They were forced to protest outside the entrance, beside a main road, after managers locked the main gate.

Protesters (pictured) who spoke outside the main gates warned that the Spectrum 10K study “could potentially be used to eradicate us” and was treating autistic people like “lab rats”.

There was also anger among many of the activists after Professor Sir Simon Baron-Cohen, who is heading the research, warned them in advance that police officers and police dogs would be present during the protest.

He had told one of the organisers that the University of Cambridge and NHS, which have offices in the building where his research centre is based “have had to take advice from the police to protect their property, staff and patients in the event that a protester decides to do something unlawful”.

Emma Dalmayne, chief executive of the autistic-led group Autistic Inclusive Meets, who helped organise the action, said the warning that police would attend had been a “deliberate scare tactic”.

“He was hoping, I believe, to put people off protesting.”

Baron-Cohen later apologised to her for “providing inaccurate information” and “any distress this has caused” after he admitted that there were “no plans for police, or police dogs” to be present and that he had “misunderstood the situation”.

Dalmayne, who is hoping to meet Baron-Cohen later this month, said she was “sadly not surprised” that they had been locked out – with a “brand new chain” – because “they lock us out of everything”.

Protesters were forced to use the facilities of a local golf club that allowed them to use their facilities and accessible toilet.

The efforts of autistic campaigners – particularly those from the #StopSpectrum10K campaign – had already persuaded Baron-Cohen’s team to pause work on the high-profile study, which was aiming to collect DNA samples from 10,000 autistic people across the UK.

The Spectrum 10K project would be the largest study of autism in the UK, and the researchers say they want to examine how biological and environmental factors impact on the wellbeing of autistic people.

They say the project will “not look for a cure for autism and does not aim to eradicate autism”, but campaigners say there are “enormous” concerns about the research and its undertones of eugenics, and have warned autistic people not to take part.

The study is led by researchers at Baron-Cohen’s Autism Research Centre (ARC) at the University of Cambridge, the Wellcome Sanger Institute, based near Cambridge, and the University of California Los Angeles.

One of those who spoke at the protest was Priscilla Eyles, who told fellow protesters: “They try to pretend… this is something that’s going to help us, and it’s just the absolute opposite of that, it’s like doublespeak, it’s like Orwellian doublespeak.

“We are not lab rats, we’re human beings.”

She added: “How is this going to help people who are going through mental health crisis because no-one will give them a job, or because they think they’re being disruptive at school?
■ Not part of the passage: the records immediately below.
//! Integration tests for Shoebox.
//!
//! The tests in `tests/` run the real catalog client, file store, and
//! cart service against a stub catalog server. This crate provides the
//! shared plumbing: catalog fixtures, an ephemeral-port stub server, and
//! unique temp directories for file stores.

#![cfg_attr(not(test), forbid(unsafe_code))]

use std::collections::HashMap;
use std::path::PathBuf;

use axum::{
    Json, Router,
    extract::{Path, State},
    http::StatusCode,
    routing::get,
};
use serde_json::{Value, json};

/// Product and stock fixtures served by the stub catalog.
#[derive(Debug, Clone, Default)]
pub struct CatalogFixtures {
    products: HashMap<i32, Value>,
    stock: HashMap<i32, u32>,
}

impl CatalogFixtures {
    /// Add a product with its stock count.
    #[must_use]
    pub fn with_product(mut self, id: i32, title: &str, price: f64, stock: u32) -> Self {
        self.products.insert(
            id,
            json!({
                "id": id,
                "title": title,
                "price": price,
                "image": format!("https://cdn.example.com/{id}.jpg"),
            }),
        );
        self.stock.insert(id, stock);
        self
    }
}

async fn get_product(
    State(fixtures): State<CatalogFixtures>,
    Path(id): Path<i32>,
) -> Result<Json<Value>, StatusCode> {
    fixtures
        .products
        .get(&id)
        .cloned()
        .map(Json)
        .ok_or(StatusCode::NOT_FOUND)
}

async fn get_stock(
    State(fixtures): State<CatalogFixtures>,
    Path(id): Path<i32>,
) -> Result<Json<Value>, StatusCode> {
    fixtures
        .stock
        .get(&id)
        .map(|amount| Json(json!({ "id": id, "amount": amount })))
        .ok_or(StatusCode::NOT_FOUND)
}

/// Start a stub catalog server on an ephemeral port.
///
/// Returns the base URL to hand to a `CatalogClient`. The server task
/// lives until the test runtime shuts down.
///
/// # Panics
///
/// Panics if the listener cannot bind to a loopback port.
pub async fn start_stub_catalog(fixtures: CatalogFixtures) -> String {
    let app = Router::new()
        .route("/products/{id}", get(get_product))
        .route("/stock/{id}", get(get_stock))
        .with_state(fixtures);

    let listener = tokio::net::TcpListener::bind("127.0.0.1:0")
        .await
        .expect("Failed to bind stub catalog listener");
    let addr = listener.local_addr().expect("Stub catalog has no address");

    tokio::spawn(async move {
        axum::serve(listener, app)
            .await
            .expect("Stub catalog server error");
    });

    format!("http://{addr}")
}

/// Unique temporary directory for a file store.
#[must_use]
pub fn temp_storage_dir() -> PathBuf {
    std::env::temp_dir().join(format!("shoebox-it-{}", uuid::Uuid::new_v4()))
}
How is this going to help?

“They’ve locked the gate, they don’t even want to speak to us and yet [they claim] they’re friends to autistic people. How?”

Dalmayne said: “To all the parents that think you’re helping, you will have been told that you’re helping your child but actually when you’re asked for your child’s DNA ask if that money could not be better spent on support, on EHCPs (education health and care plans).”

She pointed to the locked gate and said: “We’ve got all of these people out here, all autistic, no-one’s here to speak to us.

“Literally, they’ve locked us out completely. And that’s how it is in reality, we are locked out of any research or anything about us and it shouldn’t be like that, there should be nothing about us without us.”

Another speaker, Lizzie, said: “I just want to appeal to any of the parents out there who think Spectrum 10K is going to help their children.

“What we need is that three million invested in CAMHS, in support services, and in things to help people that are already alive – autistics and future autistic children that are going to be born – to support their needs and to help us communicate effectively, get the mental health support we need, and the access to services, so that they don’t have to go through the trauma that so many autistic people have already gone through.

“This study is not going to do that. Giving your child’s DNA is not going to do that.”

Nicky Vere-Compton warned that the research could eventually be used to encourage parents to abort unborn babies that had a genetic link to autism.

She said: “We have already seen what happened when they found a DNA link for Down’s.

“They used that as an opportunity to have conversations with the parents of unborn Down’s babies, saying, ‘Would you like to abort your child?’

“And as a consequence, less Down’s babies are being born now.

“If they find the DNA link for autism, which they won’t, because I don’t believe it exists, but if I’m wrong and they do, what will happen is that every doctor will be speaking to the parent of an unborn autistic and saying, ‘Would you like to abort your baby?’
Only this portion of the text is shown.